▸ **Task objective**
In your answer, print every record exactly as it is written.

Stored data entries:

▼

use axum::{
    http::{HeaderMap, StatusCode},
    Router,
};
use std::sync::Arc;

use crate::models::User;
use crate::providers::ProviderError;
use crate::services::{auth, library::LibraryError};
use crate::AppState;

mod account;
mod activity;
mod providers;
mod stremio;
mod subtitles;

pub fn routes() -> Router<Arc<AppState>> {
    Router::new()
        .merge(stremio::routes()) // /manifest.json, /:token/...
        .nest("/api/auth", account::auth_routes())
        .nest("/api/account", account::routes())
        .nest("/api/languages", account::language_routes())
        .nest("/api/activity", activity::routes())
        .nest("/api/subtitles", subtitles::routes())
        .nest("/api/providers", providers::routes())
}

pub type ApiError = (StatusCode, String);

/// Session token from `Authorization: Bearer ...` or `X-Session-Token`
pub fn session_token(headers: &HeaderMap) -> Option<String> {
    let bearer = headers
        .get("Authorization")
        .and_then(|v| v.to_str().ok())
        .and_then(|v| v.strip_prefix("Bearer "))
        .map(str::trim);

    bearer
        .or_else(|| {
            headers
                .get("X-Session-Token")
                .and_then(|v| v.to_str().ok())
                .map(str::trim)
        })
        .filter(|t| !t.is_empty())
        .map(str::to_string)
}

pub async fn require_user(state: &AppState, headers: &HeaderMap) -> Result<User, ApiError> {
    let token = session_token(headers)
        .ok_or_else(|| (StatusCode::UNAUTHORIZED, "Missing session token".to_string()))?;

    auth::validate_session(&state.db, &token)
        .await
        .map_err(|e| (StatusCode::UNAUTHORIZED, e.to_string()))
}

/// Host the client used, for building absolute URLs
pub fn request_host(headers: &HeaderMap) -> Option<&str> {
    headers
        .get("X-Forwarded-Host")
        .or_else(|| headers.get("Host"))
        .and_then(|v| v.to_str().ok())
}

pub fn internal(e: anyhow::Error) -> ApiError {
    tracing::error!("Request failed: {:#}", e);
    (StatusCode::INTERNAL_SERVER_ERROR, e.to_string())
}

/// Map service errors onto statuses
pub fn service_error(e: anyhow::Error) -> ApiError {
    if let Some(err) = e.downcast_ref::<LibraryError>() {
        let status = match err {
            LibraryError::NotFound => StatusCode::NOT_FOUND,
            LibraryError::Forbidden(_) => StatusCode::FORBIDDEN,
            LibraryError::Invalid(_) => StatusCode::BAD_REQUEST,
        };
        return (status, err.to_string());
    }
    if let Some(err) = e.downcast_ref::<ProviderError>() {
        return provider_error(err);
    }
    let message = e.to_string();
    if message.ends_with("not found") {
        return (StatusCode::NOT_FOUND, message);
    }
    internal(e)
}

pub fn provider_error(e: &ProviderError) -> ApiError {
    let status = match e {
        ProviderError::Authentication(_) => StatusCode::UNAUTHORIZED,
        ProviderError::RateLimit(_) => StatusCode::TOO_MANY_REQUESTS,
        ProviderError::NotFound(_) => StatusCode::NOT_FOUND,
        ProviderError::Timeout(_) => StatusCode::GATEWAY_TIMEOUT,
        _ => StatusCode::BAD_GATEWAY,
    };
    (status, e.to_string())
}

▲

▸ **Response to the exercise**
use axum::{
    http::{HeaderMap, StatusCode},
    Router,
};
use std::sync::Arc;

use crate::models::User;
use crate::providers::ProviderError;
use crate::services::{auth, library::LibraryError};
use crate::AppState;

mod account;
mod activity;
mod providers;
mod stremio;
mod subtitles;

pub fn routes() -> Router<Arc<AppState>> {
    Router::new()
        .merge(stremio::routes()) // /manifest.json, /:token/...
        .nest("/api/auth", account::auth_routes())
        .nest("/api/account", account::routes())
        .nest("/api/languages", account::language_routes())
        .nest("/api/activity", activity::routes())
        .nest("/api/subtitles", subtitles::routes())
        .nest("/api/providers", providers::routes())
}

pub type ApiError = (StatusCode, String);

/// Session token from `Authorization: Bearer ...` or `X-Session-Token`
pub fn session_token(headers: &HeaderMap) -> Option<String> {
    let bearer = headers
        .get("Authorization")
        .and_then(|v| v.to_str().ok())
        .and_then(|v| v.strip_prefix("Bearer "))
        .map(str::trim);

    bearer
        .or_else(|| {
            headers
                .get("X-Session-Token")
                .and_then(|v| v.to_str().ok())
                .map(str::trim)
        })
        .filter(|t| !t.is_empty())
        .map(str::to_string)
}

pub async fn require_user(state: &AppState, headers: &HeaderMap) -> Result<User, ApiError> {
    let token = session_token(headers)
        .ok_or_else(|| (StatusCode::UNAUTHORIZED, "Missing session token".to_string()))?;

    auth::validate_session(&state.db, &token)
        .await
        .map_err(|e| (StatusCode::UNAUTHORIZED, e.to_string()))
}

/// Host the client used, for building absolute URLs
pub fn request_host(headers: &HeaderMap) -> Option<&str> {
    headers
        .get("X-Forwarded-Host")
        .or_else(|| headers.get("Host"))
        .and_then(|v| v.to_str().ok())
}

pub fn internal(e: anyhow::Error) -> ApiError {
    tracing::error!("Request failed: {:#}", e);
    (StatusCode::INTERNAL_SERVER_ERROR, e.to_string())
}

/// Map service errors onto statuses
pub fn service_error(e: anyhow::Error) -> ApiError {
    if let Some(err) = e.downcast_ref::<LibraryError>() {
        let status = match err {
            LibraryError::NotFound => StatusCode::NOT_FOUND,
            LibraryError::Forbidden(_) => StatusCode::FORBIDDEN,
            LibraryError::Invalid(_) => StatusCode::BAD_REQUEST,
        };
        return (status, err.to_string());
    }
    if let Some(err) = e.downcast_ref::<ProviderError>() {
        return provider_error(err);
    }
    let message = e.to_string();
    if message.ends_with("not found") {
        return (StatusCode::NOT_FOUND, message);
    }
    internal(e)
}

pub fn provider_error(e: &ProviderError) -> ApiError {
    let status = match e {
        ProviderError::Authentication(_) => StatusCode::UNAUTHORIZED,
        ProviderError::RateLimit(_) => StatusCode::TOO_MANY_REQUESTS,
        ProviderError::NotFound(_) => StatusCode::NOT_FOUND,
        ProviderError::Timeout(_) => StatusCode::GATEWAY_TIMEOUT,
        _ => StatusCode::BAD_GATEWAY,
    };
    (status, e.to_string())
}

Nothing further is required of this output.